The Recall engine also uses categorization and topics. A panel to the right of the results section lists topics covering the results of the search. Searchers can link on related terms. Recall ranks search results on the basis of content rather than popularity.
In developing the Recall search engine, Patterson found the Archive very stable. She also asserted, "The scripts are very stable for the corpus. They can handle over 200 billion pages—which the Archive could reach in six years." She believes her design is much more scalable than other Web search engines, but states that the Internet Archive Recall could not handle Google-type request loads. "Currently, we're getting 5,000 uses an hour; they get 500 a second." However, she points out that her engine—with its connections to up to 15 related terms-builds in a greater understanding of content. After the launch is completed in October, Patterson said she may consider other more profitable licensing options.

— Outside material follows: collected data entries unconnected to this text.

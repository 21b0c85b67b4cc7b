//! Update function for the chat panel.
//!
//! Takes a model and a message, mutates the model and returns the commands
//! to execute. No I/O happens here.

use crossterm::event::{KeyCode, KeyEvent, KeyModifiers};

use crate::chat::{classify, first_url, is_blank};
use crate::picker::FilePicker;
use crate::{elog, elog_debug, elog_warn};

use super::command::Command;
use super::message::Message;
use super::model::{Mode, Model, Notification, NotificationLevel};

/// Emoji grid columns.
pub const EMOJI_COLUMNS: usize = 5;

const SCROLL_PAGE: usize = 5;

fn notify(model: &mut Model, level: NotificationLevel, message: String) {
    model.notification = Some(Notification { level, message });
    model.dirty = true;
}

pub fn update(model: &mut Model, msg: Message) -> Vec<Command> {
    let mut cmds = Vec::new();

    match msg {
        Message::Key(key) => {
            model.notification = None;
            model.dirty = true;
            if is_ctrl(&key, 'c') {
                cmds.push(Command::Quit);
                return cmds;
            }
            match model.mode {
                Mode::FilePicker => update_picker_mode(model, key, &mut cmds),
                Mode::Chat if model.emoji_picker_visible => update_emoji_mode(model, key, &mut cmds),
                Mode::Chat => update_chat_mode(model, key, &mut cmds),
            }
        }

        Message::Paste(text) => {
            if model.mode == Mode::Chat {
                model.draft.push_str(&text);
                model.dirty = true;
            }
        }

        Message::Resize(_, _) => {
            model.dirty = true;
        }

        Message::ImageIngested { message, preview } => {
            model.pending_uploads = model.pending_uploads.saturating_sub(1);
            elog_debug!(
                "Message::ImageIngested pending={} preview={}",
                model.pending_uploads,
                preview.is_some()
            );
            model.append_image(message, preview);
        }

        Message::ImageIngestFailed { path, error } => {
            // Silent for the user; only the log records it.
            model.pending_uploads = model.pending_uploads.saturating_sub(1);
            elog_warn!("Image ingest failed path={} err={}", path.display(), error);
            model.dirty = true;
        }

        Message::DirListed { dir, entries } => {
            elog_debug!("Message::DirListed dir={} entries={}", dir.display(), entries.len());
            model.picker_dir = dir.clone();
            model.picker = Some(FilePicker::new(dir, entries));
            model.mode = Mode::FilePicker;
            model.emoji_picker_visible = false;
            model.dirty = true;
        }

        Message::DirListFailed { dir, error } => {
            elog_warn!("Directory listing failed dir={} err={}", dir.display(), error);
            notify(
                model,
                NotificationLevel::Warn,
                format!("Cannot open {}: {}", dir.display(), error),
            );
        }
    }

    cmds
}

fn is_ctrl(key: &KeyEvent, c: char) -> bool {
    key.modifiers.contains(KeyModifiers::CONTROL) && key.code == KeyCode::Char(c)
}

fn update_chat_mode(model: &mut Model, key: KeyEvent, cmds: &mut Vec<Command>) {
    let ctrl = key.modifiers.contains(KeyModifiers::CONTROL);

    match key.code {
        // A modified Enter keeps composing instead of sending.
        KeyCode::Enter if !key.modifiers.is_empty() => {
            model.draft.push('\n');
        }

        KeyCode::Enter => submit(model),

        KeyCode::Char('e') if ctrl => toggle_emoji_picker(model),

        KeyCode::Char('f') if ctrl => {
            cmds.push(Command::ListDir {
                dir: model.picker_dir.clone(),
            });
        }

        KeyCode::Char('l') if ctrl => {
            elog!("Chat cleared ({} messages)", model.store.len());
            model.clear();
        }

        KeyCode::Char('o') if ctrl => {
            let target = model.selected_link.or_else(|| model.store.last_link());
            if let Some(url) = target.and_then(|idx| link_url(model, idx)) {
                cmds.push(Command::OpenLink { url });
            }
        }

        KeyCode::Char('p') if ctrl => {
            if let Some(idx) = model.store.previous_link(model.selected_link) {
                select_link(model, Some(idx));
            }
        }

        KeyCode::Char('n') if ctrl => {
            if let Some(current) = model.selected_link {
                let next = model.store.next_link(current);
                select_link(model, next);
            }
        }

        KeyCode::Char(_) if ctrl => {}

        KeyCode::Char(c) => model.draft.push(c),

        KeyCode::Backspace => {
            model.draft.pop();
        }

        KeyCode::Up => model.scroll = model.scroll.saturating_add(1),
        KeyCode::Down => model.scroll = model.scroll.saturating_sub(1),
        KeyCode::PageUp => model.scroll = model.scroll.saturating_add(SCROLL_PAGE),
        KeyCode::PageDown => model.scroll = model.scroll.saturating_sub(SCROLL_PAGE),
        KeyCode::End => model.scroll = 0,

        KeyCode::Esc if model.draft.is_empty() => cmds.push(Command::Quit),

        _ => {}
    }
}

fn link_url(model: &Model, idx: usize) -> Option<String> {
    model
        .store
        .get(idx)
        .and_then(|m| first_url(m.content()))
        .map(str::to_string)
}

/// Move the link highlight; `None` returns Ctrl+O to the newest link.
fn select_link(model: &mut Model, idx: Option<usize>) {
    model.selected_link = idx;
    if let Some(url) = idx.and_then(|idx| link_url(model, idx)) {
        notify(model, NotificationLevel::Info, format!("^O opens {}", url));
    }
}

/// Classify and append a non-blank draft, then reset it. Blank drafts are
/// left exactly as they are.
fn submit(model: &mut Model) {
    if is_blank(&model.draft) {
        return;
    }
    let message = classify(&model.draft, model.clock.as_ref(), &model.config.timestamp_format);
    elog_debug!("submit kind={}", message.kind().label());
    model.append(message);
    model.draft.clear();
}

fn toggle_emoji_picker(model: &mut Model) {
    model.emoji_picker_visible = !model.emoji_picker_visible;
    model.emoji_cursor = 0;
}

fn pick_emoji(model: &mut Model, index: usize) {
    if let Some(emoji) = model.config.emojis.get(index) {
        model.draft.push_str(emoji);
    }
    model.emoji_picker_visible = false;
}

fn update_emoji_mode(model: &mut Model, key: KeyEvent, cmds: &mut Vec<Command>) {
    let count = model.config.emojis.len();

    match key.code {
        KeyCode::Esc => model.emoji_picker_visible = false,

        KeyCode::Enter => pick_emoji(model, model.emoji_cursor),

        KeyCode::Char(d) if d.is_ascii_digit() && key.modifiers.is_empty() => {
            // '1'..'9' then '0' for the tenth cell
            let index = (d as usize + 9 - '0' as usize) % 10;
            if index < count {
                pick_emoji(model, index);
            }
        }

        KeyCode::Right if count > 0 => model.emoji_cursor = (model.emoji_cursor + 1) % count,
        KeyCode::Left if count > 0 => {
            model.emoji_cursor = model.emoji_cursor.checked_sub(1).unwrap_or(count - 1);
        }
        KeyCode::Down if count > 0 => {
            model.emoji_cursor = (model.emoji_cursor + EMOJI_COLUMNS).min(count - 1);
        }
        KeyCode::Up => model.emoji_cursor = model.emoji_cursor.saturating_sub(EMOJI_COLUMNS),

        // Everything else keeps editing the draft underneath.
        _ => update_chat_mode(model, key, cmds),
    }
}

fn update_picker_mode(model: &mut Model, key: KeyEvent, cmds: &mut Vec<Command>) {
    let Some(picker) = model.picker.as_mut() else {
        model.mode = Mode::Chat;
        return;
    };

    match key.code {
        KeyCode::Down => picker.select_next(),
        KeyCode::Up => picker.select_prev(),

        KeyCode::Enter => match picker.selected_entry().cloned() {
            Some(entry) if entry.is_dir => cmds.push(Command::ListDir { dir: entry.path }),
            Some(entry) => {
                close_picker(model);
                model.pending_uploads += 1;
                notify(model, NotificationLevel::Info, format!("Uploading {}", entry.name));
                cmds.push(Command::IngestImage { path: entry.path });
            }
            None => {}
        },

        KeyCode::Backspace | KeyCode::Left => {
            if let Some(parent) = picker.parent_dir() {
                cmds.push(Command::ListDir { dir: parent });
            }
        }

        KeyCode::Esc => close_picker(model),

        _ => {}
    }
}

fn close_picker(model: &mut Model) {
    model.picker = None;
    model.mode = Mode::Chat;
}
use serde::{Deserialize, Serialize};
use std::fs;
use std::path::PathBuf;

use crate::util::expand_tilde;
use crate::{elog_debug, Error, Result};

pub const DEFAULT_EMOJIS: [&str; 10] = ["😀", "😊", "😂", "❤️", "👍", "🎉", "🌟", "💡", "🔥", "✨"];

/// Locale-style time of day, e.g. `3:04:05 PM`.
pub const DEFAULT_TIMESTAMP_FORMAT: &str = "%-I:%M:%S %p";

pub const DEFAULT_IMAGE_TILE_WIDTH: u16 = 32;

#[derive(Debug, Clone, Serialize, Deserialize)]
#[serde(default)]
pub struct Config {
    /// Emoji picker palette, laid out five per row.
    pub emojis: Vec<String>,
    /// chrono format string for message timestamps.
    pub timestamp_format: String,
    /// Starting directory for the file picker (defaults to the cwd).
    pub picker_dir: Option<String>,
    /// Maximum width of an image tile in the message list.
    pub image_tile_width: u16,
}

impl Default for Config {
    fn default() -> Self {
        Self {
            emojis: DEFAULT_EMOJIS.iter().map(|e| e.to_string()).collect(),
            timestamp_format: DEFAULT_TIMESTAMP_FORMAT.to_string(),
            picker_dir: None,
            image_tile_width: DEFAULT_IMAGE_TILE_WIDTH,
        }
    }
}

impl Config {
    pub fn app_dir() -> Result<PathBuf> {
        Ok(dirs::home_dir().ok_or(Error::NoHomeDir)?.join(".ephemera"))
    }

    pub fn config_path() -> Result<PathBuf> {
        Ok(Self::app_dir()?.join("config.toml"))
    }

    /// Resolved starting directory for the file picker.
    pub fn effective_picker_dir(&self) -> PathBuf {
        match &self.picker_dir {
            Some(dir) => expand_tilde(dir),
            None => std::env::current_dir().unwrap_or_else(|_| PathBuf::from(".")),
        }
    }

    pub fn load() -> Result<Self> {
        let path = Self::config_path()?;
        elog_debug!("Config::load path={}", path.display());
        if !path.exists() {
            elog_debug!("Config file not found, using defaults");
            return Ok(Self::default());
        }
        let config = Self::from_toml(&fs::read_to_string(&path)?)?;
        elog_debug!(
            "Config loaded: emojis={} timestamp_format={:?} picker_dir={:?}",
            config.emojis.len(),
            config.timestamp_format,
            config.picker_dir
        );
        Ok(config)
    }

    pub fn from_toml(s: &str) -> Result<Self> {
        let mut config: Self = toml::from_str(s)?;
        if config.emojis.is_empty() {
            config.emojis = Self::default().emojis;
        }
        if config.image_tile_width == 0 {
            config.image_tile_width = DEFAULT_IMAGE_TILE_WIDTH;
        }
        Ok(config)
    }

    pub fn save(&self) -> Result<()> {
        let dir = Self::app_dir()?;
        if !dir.exists() {
            fs::create_dir_all(&dir)?;
        }
        let path = Self::config_path()?;
        fs::write(&path, toml::to_string_pretty(self)?)?;
        elog_debug!("Config saved to {}", path.display());
        Ok(())
    }
}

Brewster Kahle, director of the Internet Archive, hailed the search engine and Patterson as "awesome." Kahle, one of the world's leading digital librarians, envisions a future that may contain a "flowering" of search engines designed to suit the needs of different communities. "I'm hoping we will get good open source search engines, different ones supporting different types of research—one that works better for statisticians and economists, another for medical. We should have a diversity of features and developments in search engine services. We need to start seeing things that are not oriented toward 100 million users in a short period of time—the mass advertising model. We need researcher-oriented tools....Recall is one."
The Internet Archive relies on corporate donations, government and foundation grants, and donations from generous and talented individuals. It represents one of the great success stories on the Love side of the "For Love or Money" saga of the Internet. With the addition of an effective search engine, it also represents a site that serious Internet searchers should carry high on their lists of Favorites or Bookmarks.